use common::{ApiResult, Clock};
use parking_lot::RwLock;
use serde_json::Value;
use std::collections::HashMap;
use std::path::PathBuf;
use std::sync::Arc;
use std::time::Duration;
use tracing::warn;

/// Storage keys, kept wire-compatible with the browser deployment so a
/// migrated session file reads back cleanly.
pub mod keys {
    pub const ACCESS_TOKEN: &str = "access_token";
    pub const REFRESH_TOKEN: &str = "refresh_token";
    pub const TOKEN_TIMESTAMP: &str = "token_timestamp";
    pub const LAST_ACTIVITY: &str = "last_activity";
    pub const USER: &str = "user";
    pub const IS_AUTHENTICATED: &str = "isAuthenticated";
    pub const LOGOUT_REASON: &str = "logout_reason";
}

/// Synchronous string key-value storage for session state.
///
/// Reads are infallible (a broken backend reads as empty); writes report
/// persistence failures so `set_tokens` can refuse a half-written session.
pub trait TokenStorage: Send + Sync + std::fmt::Debug {
    fn get(&self, key: &str) -> Option<String>;
    fn set(&self, key: &str, value: &str) -> std::io::Result<()>;
    fn remove(&self, key: &str) -> std::io::Result<()>;

    /// Apply every write, or none of them. The token pair is only ever
    /// mutated through the batch operations so a persistence failure
    /// cannot strand half a session.
    fn set_many(&self, entries: &[(&str, &str)]) -> std::io::Result<()>;

    /// Remove every key, or none of them.
    fn remove_many(&self, keys: &[&str]) -> std::io::Result<()>;
}

/// In-memory backend for tests and embedders with their own persistence.
#[derive(Debug, Default)]
pub struct MemoryTokenStorage {
    map: RwLock<HashMap<String, String>>,
}

impl MemoryTokenStorage {
    pub fn new() -> Self {
        Self::default()
    }
}

impl TokenStorage for MemoryTokenStorage {
    fn get(&self, key: &str) -> Option<String> {
        self.map.read().get(key).cloned()
    }

    fn set(&self, key: &str, value: &str) -> std::io::Result<()> {
        self.map.write().insert(key.to_string(), value.to_string());
        Ok(())
    }

    fn remove(&self, key: &str) -> std::io::Result<()> {
        self.map.write().remove(key);
        Ok(())
    }

    fn set_many(&self, entries: &[(&str, &str)]) -> std::io::Result<()> {
        let mut map = self.map.write();
        for (key, value) in entries {
            map.insert((*key).to_string(), (*value).to_string());
        }
        Ok(())
    }

    fn remove_many(&self, keys: &[&str]) -> std::io::Result<()> {
        let mut map = self.map.write();
        for key in keys {
            map.remove(*key);
        }
        Ok(())
    }
}

/// JSON-file backend, the localStorage analogue: a flat string map
/// rewritten on every mutation.
#[derive(Debug)]
pub struct FileTokenStorage {
    path: PathBuf,
    map: RwLock<HashMap<String, String>>,
}

impl FileTokenStorage {
    pub fn open(path: impl Into<PathBuf>) -> std::io::Result<Self> {
        let path = path.into();
        let map = match std::fs::read_to_string(&path) {
            Ok(text) => serde_json::from_str(&text).unwrap_or_else(|e| {
                warn!("session file {} is corrupt, starting empty: {e}", path.display());
                HashMap::new()
            }),
            Err(e) if e.kind() == std::io::ErrorKind::NotFound => HashMap::new(),
            Err(e) => return Err(e),
        };
        Ok(Self {
            path,
            map: RwLock::new(map),
        })
    }

    fn persist(&self, map: &HashMap<String, String>) -> std::io::Result<()> {
        if let Some(parent) = self.path.parent() {
            std::fs::create_dir_all(parent)?;
        }
        let text = serde_json::to_string_pretty(map)
            .map_err(|e| std::io::Error::new(std::io::ErrorKind::InvalidData, e))?;
        std::fs::write(&self.path, text)
    }
}

impl TokenStorage for FileTokenStorage {
    fn get(&self, key: &str) -> Option<String> {
        self.map.read().get(key).cloned()
    }

    fn set(&self, key: &str, value: &str) -> std::io::Result<()> {
        let mut map = self.map.write();
        map.insert(key.to_string(), value.to_string());
        self.persist(&map)
    }

    fn remove(&self, key: &str) -> std::io::Result<()> {
        let mut map = self.map.write();
        if map.remove(key).is_some() {
            self.persist(&map)?;
        }
        Ok(())
    }

    fn set_many(&self, entries: &[(&str, &str)]) -> std::io::Result<()> {
        let mut map = self.map.write();
        let previous: Vec<(String, Option<String>)> = entries
            .iter()
            .map(|(key, _)| ((*key).to_string(), map.get(*key).cloned()))
            .collect();
        for (key, value) in entries {
            map.insert((*key).to_string(), (*value).to_string());
        }
        if let Err(e) = self.persist(&map) {
            // Single persist per batch; on failure restore the old values
            // so disk and memory keep agreeing.
            for (key, value) in previous {
                match value {
                    Some(v) => map.insert(key, v),
                    None => map.remove(&key),
                };
            }
            return Err(e);
        }
        Ok(())
    }

    fn remove_many(&self, keys: &[&str]) -> std::io::Result<()> {
        let mut map = self.map.write();
        let previous: Vec<(String, String)> = keys
            .iter()
            .filter_map(|key| map.get(*key).cloned().map(|v| ((*key).to_string(), v)))
            .collect();
        if previous.is_empty() {
            return Ok(());
        }
        for key in keys {
            map.remove(*key);
        }
        if let Err(e) = self.persist(&map) {
            for (key, value) in previous {
                map.insert(key, value);
            }
            return Err(e);
        }
        Ok(())
    }
}

/// Owner of the session key set.
///
/// Invariant: access and refresh tokens are written and cleared together;
/// there is no state in which only one of the pair survives.
#[derive(Debug, Clone)]
pub struct TokenStore {
    storage: Arc<dyn TokenStorage>,
    clock: Arc<dyn Clock>,
}

impl TokenStore {
    pub fn new(storage: Arc<dyn TokenStorage>, clock: Arc<dyn Clock>) -> Self {
        Self { storage, clock }
    }

    pub fn access_token(&self) -> Option<String> {
        self.storage.get(keys::ACCESS_TOKEN)
    }

    pub fn refresh_token(&self) -> Option<String> {
        self.storage.get(keys::REFRESH_TOKEN)
    }

    /// Persist a fresh token pair plus its issuance timestamp.
    pub fn set_tokens(&self, access: &str, refresh: &str) -> ApiResult<()> {
        let now = self.clock.now_millis().to_string();
        self.storage.set_many(&[
            (keys::ACCESS_TOKEN, access),
            (keys::REFRESH_TOKEN, refresh),
            (keys::TOKEN_TIMESTAMP, now.as_str()),
        ])?;
        Ok(())
    }

    /// The single definitive "logged out" operation: removes both tokens,
    /// the issuance timestamp and the activity stamp together.
    pub fn clear_tokens(&self) -> ApiResult<()> {
        self.storage.remove_many(&[
            keys::ACCESS_TOKEN,
            keys::REFRESH_TOKEN,
            keys::TOKEN_TIMESTAMP,
            keys::LAST_ACTIVITY,
        ])?;
        Ok(())
    }

    /// Age of the current access token, `None` when no issuance timestamp
    /// is stored (treated as "expiring" by the proactive refresh).
    pub fn token_age(&self) -> Option<Duration> {
        let stamp: i64 = self.storage.get(keys::TOKEN_TIMESTAMP)?.parse().ok()?;
        let age = self.clock.now_millis().saturating_sub(stamp);
        Some(Duration::from_millis(age.max(0) as u64))
    }

    pub fn stamp_activity(&self) {
        let now = self.clock.now_millis();
        if let Err(e) = self.storage.set(keys::LAST_ACTIVITY, &now.to_string()) {
            warn!("failed to persist activity stamp: {e}");
        }
    }

    /// Last recorded activity; a missing stamp reads as "now" so a fresh
    /// session is never instantly idle.
    pub fn last_activity(&self) -> i64 {
        self.storage
            .get(keys::LAST_ACTIVITY)
            .and_then(|s| s.parse().ok())
            .unwrap_or_else(|| self.clock.now_millis())
    }

    pub fn set_user(&self, user: &Value) -> ApiResult<()> {
        self.storage.set(keys::USER, &user.to_string())?;
        self.storage.set(keys::IS_AUTHENTICATED, "true")?;
        Ok(())
    }

    pub fn user(&self) -> Option<Value> {
        let raw = self.storage.get(keys::USER)?;
        serde_json::from_str(&raw).ok()
    }

    pub fn clear_user(&self) {
        if let Err(e) = self.storage.remove(keys::USER) {
            warn!("failed to remove user record: {e}");
        }
        if let Err(e) = self.storage.remove(keys::IS_AUTHENTICATED) {
            warn!("failed to remove auth flag: {e}");
        }
    }

    /// Record why the session ended so the login screen can explain it.
    pub fn set_logout_reason(&self, reason: &str) {
        if let Err(e) = self.storage.set(keys::LOGOUT_REASON, reason) {
            warn!("failed to persist logout reason: {e}");
        }
    }

    pub fn take_logout_reason(&self) -> Option<String> {
        let reason = self.storage.get(keys::LOGOUT_REASON)?;
        let _ = self.storage.remove(keys::LOGOUT_REASON);
        Some(reason)
    }

    pub fn clock(&self) -> &Arc<dyn Clock> {
        &self.clock
    }
}

#[cfg(test)]
mod tests {
    use super::*;
    use common::ManualClock;

    fn store_with_clock() -> (TokenStore, Arc<ManualClock>) {
        let clock = Arc::new(ManualClock::new(1_000_000));
        let store = TokenStore::new(
            Arc::new(MemoryTokenStorage::new()),
            clock.clone() as Arc<dyn Clock>,
        );
        (store, clock)
    }

    #[test]
    fn set_and_clear_are_all_or_nothing() {
        let (store, _clock) = store_with_clock();
        store.set_tokens("acc", "ref").unwrap();
        assert_eq!(store.access_token().as_deref(), Some("acc"));
        assert_eq!(store.refresh_token().as_deref(), Some("ref"));
        assert!(store.token_age().is_some());

        store.clear_tokens().unwrap();
        assert!(store.access_token().is_none());
        assert!(store.refresh_token().is_none());
        assert!(store.token_age().is_none());
    }

    #[test]
    fn token_age_follows_clock() {
        let (store, clock) = store_with_clock();
        store.set_tokens("a", "b").unwrap();
        clock.advance(Duration::from_millis(5_000));
        assert_eq!(store.token_age(), Some(Duration::from_millis(5_000)));
    }

    #[test]
    fn missing_activity_stamp_reads_as_now() {
        let (store, clock) = store_with_clock();
        assert_eq!(store.last_activity(), clock.now_millis());
        store.stamp_activity();
        clock.advance(Duration::from_secs(60));
        assert_eq!(store.last_activity(), clock.now_millis() - 60_000);
    }

    #[test]
    fn logout_reason_is_taken_once() {
        let (store, _clock) = store_with_clock();
        store.set_logout_reason("inactivity");
        assert_eq!(store.take_logout_reason().as_deref(), Some("inactivity"));
        assert!(store.take_logout_reason().is_none());
    }

    #[test]
    fn file_backend_round_trips() {
        let dir = tempfile::tempdir().unwrap();
        let path = dir.path().join("session.json");
        {
            let storage = FileTokenStorage::open(&path).unwrap();
            storage.set(keys::ACCESS_TOKEN, "acc").unwrap();
            storage.set(keys::REFRESH_TOKEN, "ref").unwrap();
        }
        let reopened = FileTokenStorage::open(&path).unwrap();
        assert_eq!(reopened.get(keys::ACCESS_TOKEN).as_deref(), Some("acc"));
        reopened.remove(keys::ACCESS_TOKEN).unwrap();
        let again = FileTokenStorage::open(&path).unwrap();
        assert!(again.get(keys::ACCESS_TOKEN).is_none());
        assert_eq!(again.get(keys::REFRESH_TOKEN).as_deref(), Some("ref"));
    }

    #[test]
    fn failed_persist_keeps_the_old_session_intact() {
        let dir = tempfile::tempdir().unwrap();
        let path = dir.path().join("session.json");
        let storage = FileTokenStorage::open(&path).unwrap();
        let store = TokenStore::new(
            Arc::new(storage),
            Arc::new(ManualClock::new(1_000_000)) as Arc<dyn Clock>,
        );
        store.set_tokens("old-acc", "old-ref").unwrap();

        // A directory at the session path makes every write fail.
        std::fs::remove_file(&path).unwrap();
        std::fs::create_dir(&path).unwrap();

        assert!(store.set_tokens("new-acc", "new-ref").is_err());
        assert_eq!(store.access_token().as_deref(), Some("old-acc"));
        assert_eq!(store.refresh_token().as_deref(), Some("old-ref"));

        assert!(store.clear_tokens().is_err());
        assert_eq!(store.access_token().as_deref(), Some("old-acc"));
        assert_eq!(store.refresh_token().as_deref(), Some("old-ref"));
    }

    #[test]
    fn corrupt_file_starts_empty() {
        let dir = tempfile::tempdir().unwrap();
        let path = dir.path().join("session.json");
        std::fs::write(&path, "not json").unwrap();
        let storage = FileTokenStorage::open(&path).unwrap();
        assert!(storage.get(keys::ACCESS_TOKEN).is_none());
    }
}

- - - - -

(Work instruction): Output each line exactly, from the first line of the data down to the line that contains "reads back cleanly.", both included.

(Task response):
use common::{ApiResult, Clock};
use parking_lot::RwLock;
use serde_json::Value;
use std::collections::HashMap;
use std::path::PathBuf;
use std::sync::Arc;
use std::time::Duration;
use tracing::warn;

/// Storage keys, kept wire-compatible with the browser deployment so a
/// migrated session file reads back cleanly.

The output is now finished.